Saturday, September 16, 2006

Theism vs. Naturalism Debates: An Apples to Oranges Comparison?

I received an email from a nontheist that is somewhat critical of the idea of "naturalism vs. theism" as a debate topic because (1) not all non-naturalistic views are theistic, and (2) the topic involves a comparison of a general hypothesis (metaphysical naturalism) with an incompatible but very specific hypothesis (theism). In his opinion, the debate topic should be either "naturalism vs. supernaturalism" or "nontheism (or atheism) vs. theism."

I don't find these objections convincing in the least. (1) is, of course, true. From the fact that not all non-naturalistic views are theistic, however, it isn't clear why "naturalism vs. theism" debates should be avoided in favor of "naturalism vs. supernaturalism" or "atheism vs. theism" debates. A significant number of supernaturalists are theists. In the West, the majority of supernaturalists are theists. For that reason alone, I think "naturalism vs. theism" is a valuable topic. (I am well aware, of course, that there are parts of the world where traditional theism is not the dominant supernatural belief. That is no reason, however, for not having debates on "naturalism vs. theism" in parts of the world where traditional theism is the dominant supernatural belief.)
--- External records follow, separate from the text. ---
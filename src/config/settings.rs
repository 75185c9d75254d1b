//! Configuration settings for the knight's tour solver

use crate::board::{Board, Cell};
use anyhow::{Context, Result};
use clap::ValueEnum;
use serde::{Deserialize, Serialize};
use std::fmt;
use std::path::Path;

#[derive(Debug, Clone, Serialize, Deserialize)]
pub struct Settings {
    pub board: BoardConfig,
    pub search: SearchConfig,
    pub output: OutputConfig,
}

#[derive(Debug, Clone, Serialize, Deserialize)]
pub struct BoardConfig {
    pub width: usize,
    pub height: usize,
}

#[derive(Debug, Clone, Serialize, Deserialize)]
pub struct SearchConfig {
    pub strategy: Strategy,
    pub start_row: usize,
    pub start_col: usize,
}

/// Search strategy, fixed for the lifetime of a search
#[derive(Debug, Clone, Copy, PartialEq, Eq, Hash, Serialize, Deserialize, ValueEnum)]
#[serde(rename_all = "snake_case")]
pub enum Strategy {
    /// Depth-first backtracking in fixed offset order
    PlainBacktrack,
    /// Depth-first backtracking in Warnsdorff order
    HeuristicBacktrack,
    /// SAT encoding solved by CaDiCaL
    BooleanConstraint,
    /// Integer program solved by a MIP solver
    IntegerProgram,
}

impl Strategy {
    pub const ALL: [Strategy; 4] = [
        Strategy::PlainBacktrack,
        Strategy::HeuristicBacktrack,
        Strategy::BooleanConstraint,
        Strategy::IntegerProgram,
    ];

    pub fn name(self) -> &'static str {
        match self {
            Strategy::PlainBacktrack => "plain_backtrack",
            Strategy::HeuristicBacktrack => "heuristic_backtrack",
            Strategy::BooleanConstraint => "boolean_constraint",
            Strategy::IntegerProgram => "integer_program",
        }
    }
}

impl fmt::Display for Strategy {
    fn fmt(&self, f: &mut fmt::Formatter<'_>) -> fmt::Result {
        f.write_str(self.name())
    }
}

#[derive(Debug, Clone, Serialize, Deserialize)]
pub struct OutputConfig {
    pub format: OutputFormat,
    pub show_board: bool,
}

#[derive(Debug, Clone, Copy, PartialEq, Eq, Serialize, Deserialize, ValueEnum)]
#[serde(rename_all = "snake_case")]
pub enum OutputFormat {
    Text,
    Json,
}

impl Default for Settings {
    fn default() -> Self {
        Self {
            board: BoardConfig {
                width: 5,
                height: 5,
            },
            search: SearchConfig {
                strategy: Strategy::PlainBacktrack,
                start_row: 0,
                start_col: 0,
            },
            output: OutputConfig {
                format: OutputFormat::Text,
                show_board: true,
            },
        }
    }
}

impl Settings {
    /// Load settings from a YAML file
    pub fn from_file(path: &Path) -> Result<Self> {
        let content = std::fs::read_to_string(path)
            .with_context(|| format!("Failed to read config file: {}", path.display()))?;

        let settings: Settings = serde_yaml::from_str(&content)
            .with_context(|| format!("Failed to parse config file: {}", path.display()))?;

        settings.validate()?;
        Ok(settings)
    }

    /// Save settings to a YAML file
    pub fn to_file(&self, path: &Path) -> Result<()> {
        let content = serde_yaml::to_string(self).context("Failed to serialize settings")?;

        if let Some(parent) = path.parent() {
            std::fs::create_dir_all(parent)
                .with_context(|| format!("Failed to create directory: {}", parent.display()))?;
        }

        std::fs::write(path, content)
            .with_context(|| format!("Failed to write config file: {}", path.display()))?;

        Ok(())
    }

    /// Validate the settings
    pub fn validate(&self) -> Result<()> {
        let board = self.board()?;
        board.check_start(self.start())?;
        Ok(())
    }

    pub fn board(&self) -> Result<Board> {
        Board::new(self.board.width, self.board.height).context("Invalid board configuration")
    }

    pub fn start(&self) -> Cell {
        Cell::new(self.search.start_row, self.search.start_col)
    }

    /// Merge settings with command line overrides
    pub fn merge_with_cli(&mut self, cli_overrides: &CliOverrides) {
        if let Some(width) = cli_overrides.width {
            self.board.width = width;
        }
        if let Some(height) = cli_overrides.height {
            self.board.height = height;
        }
        if let Some(row) = cli_overrides.start_row {
            self.search.start_row = row;
        }
        if let Some(col) = cli_overrides.start_col {
            self.search.start_col = col;
        }
        if let Some(strategy) = cli_overrides.strategy {
            self.search.strategy = strategy;
        }
        if let Some(format) = cli_overrides.format {
            self.output.format = format;
        }
    }
}

/// Command line overrides for settings
#[derive(Debug, Default)]
pub struct CliOverrides {
    pub width: Option<usize>,
    pub height: Option<usize>,
    pub start_row: Option<usize>,
    pub start_col: Option<usize>,
    pub strategy: Option<Strategy>,
    pub format: Option<OutputFormat>,
}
Moreover, I think there are additional points from a Bayesian perspective that make "naturalism vs. theism" as a debate topic particularly compelling. First, I won't attempt to defend this claim here, but I believe that theism has a much higher prior probability than supernatural alternatives to theism. Second, it is a commonplace in confirmation theory to measure the ratio of one explanatory hypothesis to another logically incompatible explanatory hypothesis, even if those two explanatory hypotheses are not jointly exhaustive. Again, even if the two explanatory hypotheses are not jointly exhaustive, demonstrating that the ratio of the probability of one hypothesis to the probability of another is greater than one can be used as part of a larger argument to show that the former hypothesis has a high final probability.

Turning to objection (2), it is true that naturalism is a general hypothesis whereas theism is a specific hypothesis. Again, however, it is not clear why (2) is supposed to be a reason for avoiding "naturalism vs. theism" debates in favor of "naturalism vs. supernaturalism" or "atheism vs. theism" debates. Outside of the philosophy of religion, we probably compare general hypotheses to specific hypotheses on a regular basis. It isn't obvious why we should avoid doing so, either in general or in the specific case of "naturalism vs. theism."
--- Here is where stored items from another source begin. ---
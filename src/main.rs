//! Main CLI application for the knight's tour solver

use anyhow::{Context, Result};
use clap::{Parser, Subcommand};
use itertools::Itertools;
use knights_tour::{
    board::Board,
    config::{CliOverrides, OutputFormat, Settings, Strategy},
    mip::MipEncoder,
    sat::SatEncoder,
    tour::{KnightsTour, TourSolution},
    utils::{ColorOutput, TourFormatter},
};
use std::path::PathBuf;
use tracing::Level;
use tracing_subscriber::FmtSubscriber;

#[derive(Parser)]
#[command(name = "knights_tour")]
#[command(about = "Knight's Tour Solver")]
#[command(version = "0.1.0")]
struct Cli {
    #[command(subcommand)]
    command: Commands,
}

#[derive(Subcommand)]
enum Commands {
    /// Search for a knight's tour
    Solve {
        /// Configuration file path
        #[arg(short, long, default_value = "config/default.yaml")]
        config: PathBuf,

        /// Board width (overrides config)
        #[arg(long)]
        width: Option<usize>,

        /// Board height (overrides config)
        #[arg(long)]
        height: Option<usize>,

        /// Start row (overrides config)
        #[arg(short, long)]
        row: Option<usize>,

        /// Start column (overrides config)
        #[arg(long)]
        col: Option<usize>,

        /// Search strategy (overrides config)
        #[arg(short, long, value_enum)]
        strategy: Option<Strategy>,

        /// Output format (overrides config)
        #[arg(short, long, value_enum)]
        format: Option<OutputFormat>,

        /// Verbose output
        #[arg(short, long)]
        verbose: bool,
    },

    /// Create example configuration files
    Setup {
        /// Directory to create files in
        #[arg(short, long, default_value = ".")]
        directory: PathBuf,

        /// Force overwrite existing files
        #[arg(short, long)]
        force: bool,
    },

    /// Report move-graph and encoding sizes for a board
    Analyze {
        #[arg(long, default_value_t = 8)]
        width: usize,

        #[arg(long, default_value_t = 8)]
        height: usize,
    },
}

fn main() -> Result<()> {
    let cli = Cli::parse();

    match cli.command {
        Commands::Solve {
            config,
            width,
            height,
            row,
            col,
            strategy,
            format,
            verbose,
        } => {
            init_logging(verbose)?;
            let overrides = CliOverrides {
                width,
                height,
                start_row: row,
                start_col: col,
                strategy,
                format,
            };
            solve_command(config, overrides, verbose)
        }
        Commands::Setup { directory, force } => setup_command(directory, force),
        Commands::Analyze { width, height } => analyze_command(width, height),
    }
}

fn init_logging(verbose: bool) -> Result<()> {
    let level = if verbose { Level::DEBUG } else { Level::WARN };
    let subscriber = FmtSubscriber::builder()
        .with_max_level(level)
        .with_writer(std::io::stderr)
        .finish();
    tracing::subscriber::set_global_default(subscriber).context("Failed to initialize logging")?;
    Ok(())
}

fn solve_command(config_path: PathBuf, overrides: CliOverrides, verbose: bool) -> Result<()> {
    let mut settings = if config_path.exists() {
        Settings::from_file(&config_path)
            .with_context(|| format!("Failed to load config from {}", config_path.display()))?
    } else {
        if verbose {
            eprintln!(
                "{}",
                ColorOutput::warning(&format!("Config file {} not found, using defaults", config_path.display()))
            );
        }
        Settings::default()
    };

    settings.merge_with_cli(&overrides);
    settings.validate().context("Configuration validation failed")?;

    let text = settings.output.format == OutputFormat::Text;
    if text {
        println!(
            "{}",
            ColorOutput::info(&format!(
                "Searching {}x{} from ({}, {}) with {}",
                settings.board.width,
                settings.board.height,
                settings.search.start_row,
                settings.search.start_col,
                settings.search.strategy
            ))
        );
    }

    let problem = KnightsTour::from_settings(&settings).context("Failed to create tour problem")?;
    let solution = problem.solve().context("Tour search failed")?;

    if text {
        if solution.is_found() {
            println!("{}", ColorOutput::success("Tour found"));
        } else {
            println!("{}", ColorOutput::error("No tour found"));
        }
    }

    let rendered = TourFormatter::format(&solution, settings.output.format, settings.output.show_board)?;
    println!("{}", rendered);

    // Show strategy statistics if verbose, off stdout when it carries JSON
    if verbose {
        let report = statistics_report(&solution);
        if text {
            println!("\n{}", report);
        } else {
            eprintln!("{}", report);
        }
    }

    Ok(())
}

fn statistics_report(solution: &TourSolution) -> String {
    let mut report = format!("{}\n", solution.summary());
    if let Some(statistics) = &solution.statistics {
        report.push_str(&statistics.to_string());
    }
    report
}

fn setup_command(directory: PathBuf, force: bool) -> Result<()> {
    println!("{}", ColorOutput::info("Setting up configuration files..."));

    let config_dir = directory.join("config");
    let examples_dir = config_dir.join("examples");
    std::fs::create_dir_all(&examples_dir)
        .with_context(|| format!("Failed to create directory {}", examples_dir.display()))?;

    let config_path = config_dir.join("default.yaml");
    if !config_path.exists() || force {
        Settings::default()
            .to_file(&config_path)
            .context("Failed to create default configuration")?;
        println!("Created: {}", config_path.display());
    } else {
        println!("Skipped: {} (already exists)", config_path.display());
    }

    for strategy in Strategy::ALL {
        let path = examples_dir.join(format!("{}.yaml", strategy));
        if path.exists() && !force {
            println!("Skipped: {} (already exists)", path.display());
            continue;
        }
        example_settings(strategy).to_file(&path)?;
        println!("Created: {}", path.display());
    }

    println!("\n{}", ColorOutput::success("Setup complete!"));
    println!("\nNext steps:");
    println!("1. Edit configuration files in {}", config_dir.display());
    println!("2. Run: cargo run -- solve --config config/default.yaml");

    Ok(())
}

/// A board each strategy handles in reasonable time
fn example_settings(strategy: Strategy) -> Settings {
    let mut settings = Settings::default();
    settings.search.strategy = strategy;
    let (width, height) = match strategy {
        Strategy::PlainBacktrack => (6, 6),
        Strategy::HeuristicBacktrack => (8, 8),
        Strategy::BooleanConstraint => (5, 5),
        Strategy::IntegerProgram => (3, 4),
    };
    settings.board.width = width;
    settings.board.height = height;
    settings
}

fn analyze_command(width: usize, height: usize) -> Result<()> {
    let board = Board::new(width, height).context("Invalid board")?;
    println!("{}", ColorOutput::info(&format!("Analyzing {} board...", board)));

    let graph = board.move_graph();
    let moves: usize = graph.iter().map(Vec::len).sum();
    let histogram = graph.iter().map(Vec::len).counts();

    println!("Move Graph:");
    println!("  Cells: {}", board.total_cells());
    println!("  Directed moves: {}", moves);
    for (degree, count) in histogram.into_iter().sorted() {
        println!("  Degree {}: {} cell(s)", degree, count);
    }

    let isolated = graph.iter().filter(|targets| targets.is_empty()).count();
    if isolated > 0 && board.total_cells() > 1 {
        println!(
            "{}",
            ColorOutput::warning(&format!("{} cell(s) have no moves, no tour exists", isolated))
        );
    }

    println!("\n{}", SatEncoder::estimate_complexity(&board));
    println!("{}", MipEncoder::new(board).statistics());

    Ok(())
}

#[cfg(test)]
mod tests {
    use super::*;
    use tempfile::tempdir;

    #[test]
    fn test_cli_parsing() {
        let cli = Cli::try_parse_from([
            "knights_tour",
            "solve",
            "--config",
            "test.yaml",
            "--width",
            "6",
            "--strategy",
            "heuristic-backtrack",
            "--format",
            "json",
        ]);

        let Ok(Cli {
            command: Commands::Solve { width, strategy, format, .. },
        }) = cli
        else {
            panic!("solve arguments should parse");
        };
        assert_eq!(width, Some(6));
        assert_eq!(strategy, Some(Strategy::HeuristicBacktrack));
        assert_eq!(format, Some(OutputFormat::Json));
    }

    #[test]
    fn test_unknown_strategy_rejected() {
        let cli = Cli::try_parse_from(["knights_tour", "solve", "--strategy", "greedy"]);
        assert!(cli.is_err());
    }

    #[test]
    fn test_setup_command() {
        let temp_dir = tempdir().unwrap();
        let result = setup_command(temp_dir.path().to_path_buf(), false);

        assert!(result.is_ok());
        assert!(temp_dir.path().join("config/default.yaml").exists());
        for strategy in Strategy::ALL {
            let path = temp_dir.path().join(format!("config/examples/{}.yaml", strategy));
            let settings = Settings::from_file(&path).unwrap();
            assert_eq!(settings.search.strategy, strategy);
        }
    }

    #[test]
    fn test_solve_command_with_config() {
        let temp_dir = tempdir().unwrap();
        let path = temp_dir.path().join("tour.yaml");
        example_settings(Strategy::HeuristicBacktrack).to_file(&path).unwrap();

        let result = solve_command(path, CliOverrides::default(), false);
        assert!(result.is_ok());
    }

    #[test]
    fn test_verbose_solve_reports_statistics() {
        let temp_dir = tempdir().unwrap();
        let path = temp_dir.path().join("tour.yaml");
        example_settings(Strategy::BooleanConstraint).to_file(&path).unwrap();
        assert!(solve_command(path, CliOverrides::default(), true).is_ok());

        for strategy in Strategy::ALL {
            let solution = KnightsTour::from_settings(&example_settings(strategy))
                .unwrap()
                .solve()
                .unwrap();
            let report = statistics_report(&solution);
            assert!(report.starts_with(strategy.name()), "{}", report);
            let expected = match strategy {
                Strategy::PlainBacktrack | Strategy::HeuristicBacktrack => "Backtracking Statistics:",
                Strategy::BooleanConstraint => "SAT Encoding Statistics:",
                Strategy::IntegerProgram => "Integer Program Statistics:",
            };
            assert!(report.contains(expected), "{}", report);
        }
    }

    #[test]
    fn test_solve_rejects_bad_start() {
        let overrides = CliOverrides {
            start_row: Some(9),
            ..CliOverrides::default()
        };
        let result = solve_command(PathBuf::from("missing.yaml"), overrides, false);
        assert!(result.is_err());
    }

    #[test]
    fn test_analyze_command() {
        assert!(analyze_command(8, 8).is_ok());
        assert!(analyze_command(0, 8).is_err());
    }
}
The Uncredible Hallq said...

One thing that struck me as off about your debate with Fernandes is that you were ostensibly defending naturalism, but with the possible exception of your first argument all of them were targeted at the theistic God, not supernaturalism in general. It's not a huge problem, but it's still poor labling.

Jeffery Jay Lowder said...

Theism is the most plausible alternative to naturalism. It also has a much higher prior probability than rival supernatural hypotheses. So if one can show that theism has a low final probability, then that result, when combined with the low prior probability of rival supernatural hypotheses and the explanatory inferiority of those hypotheses, goes a long way towards establishing that naturalism has a high prior probability.

BTW, your observation could be easily modified to apply to many theistic arguments. Consider, for example, the fine-tuning argument (or, more accurately, the various versions of the fine-tuning argument). If you think about it, many (if not all) of the various evidential arguments for theism based upon fine-tuning aren't so much arguments for theism as they are arguments against naturalism (though, of course, in some sense they are both).

The Uncredible Hallq said...

Hmmm... theism may be the most popular form of supernaturalism today, but I'm not sure it's really more intrinsically probably than, say, animism. On your second point, I think it depends on how you define "God." The arguments you mention point towawrds a creator of great power, just not perfection.